Recentemente, continua Oliva, “observa-se um crescente mal-estar em relação à forma como o jornalismo exerce a sua função”, o que se pode sintetizar em ideias recorrentes como as de que "todos mentem" ou "todos manipulam". Ora, diz a professora que “a causa desse descrédito é consequência do jornalismo de trincheira e crispação, em que alguns meios de comunicação caíram, mas também de erros recorrentes na gestão da informação”.
“Os meios de comunicação são frequentemente acusados, não sem razão, de não representarem adequadamente a realidade, por interesses particulares, ou por não saberem controlar certas dinâmicas informativas que provocam preconceitos e distorções”, afirma a jornalista.

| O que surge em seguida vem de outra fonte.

//! Command-line argument parsing.
//!
//! Defines the CLI structure using clap derive macros.

use crate::chunking::{HeaderMarker, KeepSeparator, LengthKind};
use clap::{Parser, Subcommand};
use std::path::PathBuf;

/// ragkit: text chunking and conversation memory for LLM pipelines.
///
/// Splits documents into chunks sized for a context window, and replays
/// chat transcripts through bounded conversation memories.
#[derive(Parser, Debug)]
#[command(name = "ragkit")]
#[command(version, about, long_about = None)]
#[command(propagate_version = true)]
pub struct Cli {
    /// Enable verbose output.
    #[arg(short, long, global = true)]
    pub verbose: bool,

    /// Output format (text, json).
    #[arg(long, default_value = "text", global = true)]
    pub format: String,

    /// The subcommand to execute.
    #[command(subcommand)]
    pub command: Commands,
}

/// Available CLI commands.
#[derive(Subcommand, Debug)]
pub enum Commands {
    /// Split a file into chunks.
    Split(SplitArgs),

    /// Replay a transcript through a conversation memory.
    ///
    /// The transcript is a JSON array of `{"input": ..., "output": ...}`
    /// objects; the rendered memory after the last turn is printed.
    Memory(MemoryArgs),

    /// List splitting strategies, memory policies, and token counters.
    Strategies,
}

/// Arguments of the `split` command.
///
/// Flags override values read from `--config`.
#[derive(clap::Args, Debug, Default)]
pub struct SplitArgs {
    /// Path to the input file.
    pub file: PathBuf,

    /// Splitting strategy (character, recursive, token, markdown).
    #[arg(short, long, default_value = "recursive")]
    pub strategy: String,

    /// Maximum chunk length, measured by `--length`.
    #[arg(long, env = "RAGKIT_CHUNK_SIZE")]
    pub chunk_size: Option<usize>,

    /// Overlap between consecutive chunks.
    #[arg(long, env = "RAGKIT_CHUNK_OVERLAP")]
    pub chunk_overlap: Option<usize>,

    /// Separator for the character strategy (escapes like `\n` allowed).
    #[arg(long)]
    pub separator: Option<String>,

    /// Separator hierarchy for the recursive strategy, coarsest first.
    #[arg(long, num_args = 1..)]
    pub separators: Vec<String>,

    /// Treat separators as regular expressions.
    #[arg(long)]
    pub regex: bool,

    /// Where matched separators go (none, start, end).
    #[arg(long)]
    pub keep_separator: Option<KeepSeparator>,

    /// Length function (chars, graphemes, bytes, tokens).
    #[arg(long)]
    pub length: Option<LengthKind>,

    /// Token counter for `--length tokens` and the token strategy.
    #[arg(long)]
    pub tokenizer: Option<String>,

    /// Record each chunk's character offset as `start_index`.
    #[arg(long)]
    pub add_start_index: bool,

    /// Markdown header to split on, as `MARKER=LABEL` (repeatable).
    #[arg(long = "header")]
    pub headers: Vec<HeaderMarker>,

    /// Keep header lines in markdown chunk content.
    #[arg(long)]
    pub keep_headers: bool,

    /// Emit every markdown line as its own chunk.
    #[arg(long)]
    pub each_line: bool,

    /// Read the file as a JSON array of documents.
    #[arg(long)]
    pub documents: bool,

    /// JSON file with splitter options.
    #[arg(short, long)]
    pub config: Option<PathBuf>,

    /// Write chunks to files in this directory.
    #[arg(short, long)]
    pub out_dir: Option<PathBuf>,

    /// Filename prefix for `--out-dir`.
    #[arg(long, default_value = "chunk")]
    pub prefix: String,
}

/// Arguments of the `memory` command.
///
/// Flags override values read from `--config`.
#[derive(clap::Args, Debug, Default)]
pub struct MemoryArgs {
    /// Path to the transcript JSON file.
    pub transcript: PathBuf,

    /// Memory policy (buffer, window, token, summary).
    #[arg(short, long, env = "RAGKIT_MEMORY_POLICY")]
    pub policy: Option<String>,

    /// Window size for the window policy.
    #[arg(short, long)]
    pub k: Option<usize>,

    /// Token budget for the token and summary policies.
    #[arg(long)]
    pub max_token_limit: Option<usize>,

    /// Token counter (heuristic, word).
    #[arg(long, default_value = "heuristic")]
    pub tokenizer: String,

    /// Prefix for human lines.
    #[arg(long)]
    pub human_prefix: Option<String>,

    /// Prefix for AI lines.
    #[arg(long)]
    pub ai_prefix: Option<String>,

    /// JSON file with memory options.
    #[arg(short, long)]
    pub config: Option<PathBuf>,
}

“Entre as críticas mais frequentes”, diz a autora, “destacam-se a tendência à espectacularização, a valorização do impactante em detrimento do importante, a ênfase nos aspectos mais conflituosos de qualquer assunto, o incentivo ao confronto, ou a abordagem superficial de assuntos complexos”, acrescenta.
Sendo assim, “o que é que a profissão jornalística deve fazer diante desse clima de crispação?”, questiona Oliva.
Na sua opinião, e “em primeiro lugar, não desistir”. O jornalismo deve “tentar aproximar-se o máximo possível da verdade, contá-la de forma transparente e contribuir para um debate político racional oferecendo elementos de interpretação da realidade, que ajudem a compreender a complexidade dos problemas”.
“Na medida em que isto for feito”, no entanto, “será inevitável entrar em conflito com aqueles que utilizam a desinformação, boatos e teorias da conspiração como instrumento de polarização”, considera. Mas, “desmascarar boatos e teorias da conspiração faz parte da obrigação de informar com rigor. Ao fazê-lo, é possível que a resposta seja uma maior crispação, desta vez direccionada ao próprio veículo de comunicação”.
“No entanto, nestes casos, a única resposta possível é resistir e persistir”, salienta a professora.
Para isso, “temos instrumentos à nossa disposição: o cumprimento rigoroso do código deontológico; decidir a própria agenda informativa, levando em consideração o interesse dos cidadãos antes dos actores políticos; investigar a verdade e não aceitar os argumentos impostos pelos estrategas da comunicação partidária; desmascarar as mentiras sempre que forem detectadas. Ser honesto com as fontes e reconhecer os erros quando ocorrerem, pois ninguém é infalível, especialmente num momento em que as armadilhas são abundantes e desvendar a verdade é tão difícil. Em resumo, agir de acordo com as normas éticas da profissão e não se deixar intimidar pelo barulho e pela pressão daqueles que tentam instrumentalizar os meios de comunicação para alcançar seus próprios objectivos”, aponta a jornalista.
Milagros Pérez Oliva destaca que “a curto prazo, isso pode ser desconfortável e exigir um esforço adicional, mas, a longo prazo, a independência de pensamento e o rigor são o que podem garantir que o jornalismo continue a desempenhar a sua função como guardião do direito dos cidadãos a receber informações verídicas”.